I also tried changing the stop token and the task bundle was created. However, on using the bundle for deployment, I was getting a Failed to initialize engine : modelError building tflite model. Also, just as a side question, the .task file that's created, can it be used interchangeably with the .bin file that's given in the model path in the repository examples?

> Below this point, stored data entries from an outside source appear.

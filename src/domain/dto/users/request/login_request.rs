//! 로그인 요청 DTO

use serde::{Deserialize, Serialize};
use validator::Validate;

/// 로그인 요청 DTO
#[derive(Debug, Clone, Serialize, Deserialize, Validate)]
pub struct LoginRequest {
    /// 사용자명
    #[validate(length(min = 1, message = "사용자명을 입력해주세요"))]
    pub username: String,

    /// 비밀번호
    #[validate(length(min = 1, message = "비밀번호를 입력해주세요"))]
    pub password: String,
}

#[cfg(test)]
mod tests {
    use super::*;

    #[test]
    fn test_empty_credentials_are_rejected() {
        let request = LoginRequest {
            username: String::new(),
            password: String::new(),
        };

        let errors = request.validate().unwrap_err();
        assert!(errors.field_errors().contains_key("username"));
        assert!(errors.field_errors().contains_key("password"));
    }
}
//! JWT 인증 토큰 클레임 구조체
//!
//! RFC 7519 JWT 표준 클레임과 애플리케이션 특화 클레임을 포함합니다.

use serde::{Deserialize, Serialize};

/// JWT 토큰의 클레임(Payload) 구조체
///
/// 개인정보 보호를 위해 최소한의 정보만 포함합니다.
///
/// ## 클레임 구성
///
/// - `sub`: 토큰의 주체 (사용자 ID)
/// - `username`: 사용자명
/// - `admin`: 관리자 권한 여부
/// - `iat`: 토큰 발급 시간 (Unix timestamp)
/// - `exp`: 토큰 만료 시간 (Unix timestamp)
#[derive(Debug, Clone, Serialize, Deserialize)]
pub struct TokenClaims {
    /// 토큰의 주체 (사용자 ID)
    pub sub: i64,
    /// 사용자명
    pub username: String,
    /// 관리자 권한 여부
    pub admin: bool,
    /// 토큰 발급 시간 (Unix timestamp)
    pub iat: i64,
    /// 토큰 만료 시간 (Unix timestamp)
    pub exp: i64,
}
//! 사용자 관리 서비스 백엔드
//!
//! Rust 기반의 계층형 사용자 관리 REST API 서비스입니다.
//! JWT 토큰 기반 인증, 인메모리 사용자 저장소,
//! 그리고 싱글톤 매크로를 활용한 의존성 주입을 제공합니다.
//!
//! # Features
//!
//! - **사용자 관리**: 생성, 조회, 수정, 삭제, 목록 조회 (CRUD)
//! - **JWT 인증**: HS256 서명 기반 상태 없는 인증
//! - **도메인 규칙**: 이메일 유니크 제약, 필드별 유효성 검증
//! - **싱글톤 DI**: 매크로 기반 자동 의존성 주입
//! - **인메모리 저장소**: 단일 RwLock으로 보호되는 맵 기반 저장소
//!
//! # Architecture
//!
//! ```text
//! ┌─────────────────┐
//! │   HTTP Routes   │ ← REST API 엔드포인트 + 인증 게이트
//! └─────────────────┘
//!          │
//!          ▼
//! ┌─────────────────┐
//! │    Handlers     │ ← 요청 파싱/검증, 응답 포맷팅
//! └─────────────────┘
//!          │
//!          ▼
//! ┌─────────────────┐
//! │  App Services   │ ← DTO ↔ 엔티티 변환 (오케스트레이션)
//! └─────────────────┘
//!          │
//!          ▼
//! ┌─────────────────┐
//! │ Domain Services │ ← 비즈니스 규칙 (유니크 제약, 존재 검증)
//! └─────────────────┘
//!          │
//!          ▼
//! ┌─────────────────┐
//! │  Repositories   │ ← 인메모리 데이터 액세스
//! └─────────────────┘
//! ```
//!
//! # Examples
//!
//! ```rust,ignore
//! use user_service_backend::services::users::user_app_service::UserAppService;
//! use user_service_backend::services::auth::AuthService;
//!
//! // 싱글톤 서비스 인스턴스 가져오기
//! let user_service = UserAppService::instance();
//! let auth_service = AuthService::instance();
//!
//! // 로그인 후 사용자 생성
//! let login = auth_service.login("admin", "password").await?;
//! let user = user_service.create_user(request).await?;
//! ```

pub mod core;
pub mod config;
pub mod domain;
pub mod repositories;
pub mod services;
pub mod utils;
pub mod routes;
pub mod handlers;
pub mod middlewares;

Other info / Complete Logs

No response

kuaashish · 2024-11-04T08:47:30Z

Hi @Arya-Hari,

Could you please share the complete example you are using from our documentation? Additionally, if you have any error logs, sharing them would help us better understand the issue.

Thank you!!

Arya-Hari · 2024-11-05T12:49:28Z

Hello @kuaashish

So I converted the tokenizer to the SentencePiece compatible format through the code given in the ai-edge-torch repository. It generated a llama3.spm.model file.

Then I ran this script

import sentencepiece as spm

# Load the SentencePiece model
sp = spm.SentencePieceProcessor()
sp.load("/content/llama3.spm.model")

# Check special tokens or tokens that might indicate sequence ends
print("End token ID:", sp.eos_id())  # Check if the model has a predefined EOS token ID
print("Start token ID:", sp.bos_id())  # BOS may also indicate a start-of-sequence token

vocab_size = sp.get_piece_size()
for i in range(vocab_size):
    print(f"ID {i}: {sp.id_to_piece(i)}")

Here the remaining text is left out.